-- Opening Marker --

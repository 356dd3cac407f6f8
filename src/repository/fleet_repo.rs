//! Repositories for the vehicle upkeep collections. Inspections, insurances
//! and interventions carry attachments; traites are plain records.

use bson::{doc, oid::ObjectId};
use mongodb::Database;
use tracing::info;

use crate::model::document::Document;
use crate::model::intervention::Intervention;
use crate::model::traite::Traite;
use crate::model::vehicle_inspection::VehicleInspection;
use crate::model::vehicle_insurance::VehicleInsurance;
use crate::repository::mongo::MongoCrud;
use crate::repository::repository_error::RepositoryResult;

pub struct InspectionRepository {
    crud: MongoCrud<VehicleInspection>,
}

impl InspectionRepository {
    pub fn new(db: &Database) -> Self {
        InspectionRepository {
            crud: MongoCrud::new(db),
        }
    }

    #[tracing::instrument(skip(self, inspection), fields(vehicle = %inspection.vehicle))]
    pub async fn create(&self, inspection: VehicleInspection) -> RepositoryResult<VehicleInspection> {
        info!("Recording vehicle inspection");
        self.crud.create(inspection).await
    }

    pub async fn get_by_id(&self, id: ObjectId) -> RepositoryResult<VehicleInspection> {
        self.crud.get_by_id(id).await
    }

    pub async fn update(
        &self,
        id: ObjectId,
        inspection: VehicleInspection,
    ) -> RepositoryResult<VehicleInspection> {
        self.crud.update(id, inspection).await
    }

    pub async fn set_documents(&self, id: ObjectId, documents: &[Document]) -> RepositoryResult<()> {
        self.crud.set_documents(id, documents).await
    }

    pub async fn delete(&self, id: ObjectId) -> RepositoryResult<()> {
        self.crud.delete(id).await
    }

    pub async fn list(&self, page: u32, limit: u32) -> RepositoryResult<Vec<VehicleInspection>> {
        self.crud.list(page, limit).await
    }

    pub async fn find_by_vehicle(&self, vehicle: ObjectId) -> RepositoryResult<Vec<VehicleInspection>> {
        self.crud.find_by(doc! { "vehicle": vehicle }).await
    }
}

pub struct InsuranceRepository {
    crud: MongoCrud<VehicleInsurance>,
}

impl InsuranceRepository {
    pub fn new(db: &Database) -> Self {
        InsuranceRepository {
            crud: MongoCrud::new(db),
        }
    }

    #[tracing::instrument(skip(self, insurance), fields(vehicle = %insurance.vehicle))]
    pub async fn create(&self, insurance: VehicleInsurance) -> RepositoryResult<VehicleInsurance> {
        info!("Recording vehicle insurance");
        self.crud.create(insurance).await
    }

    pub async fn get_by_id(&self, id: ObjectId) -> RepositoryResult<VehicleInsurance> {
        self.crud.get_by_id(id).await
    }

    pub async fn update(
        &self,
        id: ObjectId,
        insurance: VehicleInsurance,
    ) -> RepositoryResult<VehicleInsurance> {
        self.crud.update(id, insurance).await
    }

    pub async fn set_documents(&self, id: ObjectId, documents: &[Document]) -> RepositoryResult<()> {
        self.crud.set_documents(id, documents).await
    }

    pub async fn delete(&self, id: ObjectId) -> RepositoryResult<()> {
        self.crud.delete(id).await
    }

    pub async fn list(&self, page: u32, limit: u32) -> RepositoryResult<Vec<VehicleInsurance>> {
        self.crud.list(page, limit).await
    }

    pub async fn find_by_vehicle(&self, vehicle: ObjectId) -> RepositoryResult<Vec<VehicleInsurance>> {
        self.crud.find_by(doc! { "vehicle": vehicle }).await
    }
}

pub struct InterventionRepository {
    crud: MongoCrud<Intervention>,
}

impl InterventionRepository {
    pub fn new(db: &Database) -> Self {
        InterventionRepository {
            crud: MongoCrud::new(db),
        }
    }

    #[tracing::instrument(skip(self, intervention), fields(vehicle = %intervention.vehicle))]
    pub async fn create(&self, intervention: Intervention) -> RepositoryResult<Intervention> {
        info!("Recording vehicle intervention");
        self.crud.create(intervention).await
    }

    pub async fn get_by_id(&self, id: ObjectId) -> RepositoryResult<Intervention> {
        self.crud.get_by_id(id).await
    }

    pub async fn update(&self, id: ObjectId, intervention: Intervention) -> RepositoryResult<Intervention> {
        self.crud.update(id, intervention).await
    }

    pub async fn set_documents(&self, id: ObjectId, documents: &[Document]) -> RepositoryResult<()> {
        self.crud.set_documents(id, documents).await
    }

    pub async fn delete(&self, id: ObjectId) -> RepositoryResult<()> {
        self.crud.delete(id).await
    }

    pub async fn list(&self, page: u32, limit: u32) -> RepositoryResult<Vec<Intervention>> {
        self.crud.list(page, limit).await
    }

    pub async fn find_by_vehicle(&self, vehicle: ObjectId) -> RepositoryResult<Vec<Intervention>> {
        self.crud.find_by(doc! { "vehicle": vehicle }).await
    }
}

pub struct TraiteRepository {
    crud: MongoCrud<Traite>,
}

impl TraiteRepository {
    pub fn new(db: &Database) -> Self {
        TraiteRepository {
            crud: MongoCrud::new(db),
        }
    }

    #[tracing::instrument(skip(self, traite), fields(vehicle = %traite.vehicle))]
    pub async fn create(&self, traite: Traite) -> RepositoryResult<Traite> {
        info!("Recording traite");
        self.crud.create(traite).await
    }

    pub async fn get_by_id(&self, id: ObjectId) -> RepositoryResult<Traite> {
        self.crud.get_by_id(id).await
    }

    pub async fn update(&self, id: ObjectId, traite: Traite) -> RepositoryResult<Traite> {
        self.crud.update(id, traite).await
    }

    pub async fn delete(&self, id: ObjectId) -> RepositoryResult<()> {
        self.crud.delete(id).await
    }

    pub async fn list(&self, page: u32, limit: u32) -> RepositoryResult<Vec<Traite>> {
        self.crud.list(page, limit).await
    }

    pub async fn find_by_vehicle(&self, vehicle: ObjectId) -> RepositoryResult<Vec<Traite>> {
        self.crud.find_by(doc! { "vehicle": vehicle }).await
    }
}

-- Closing Marker --

## What to produce
Say how many lines in the data include the string "impl", giving the number alone.

## Task output
4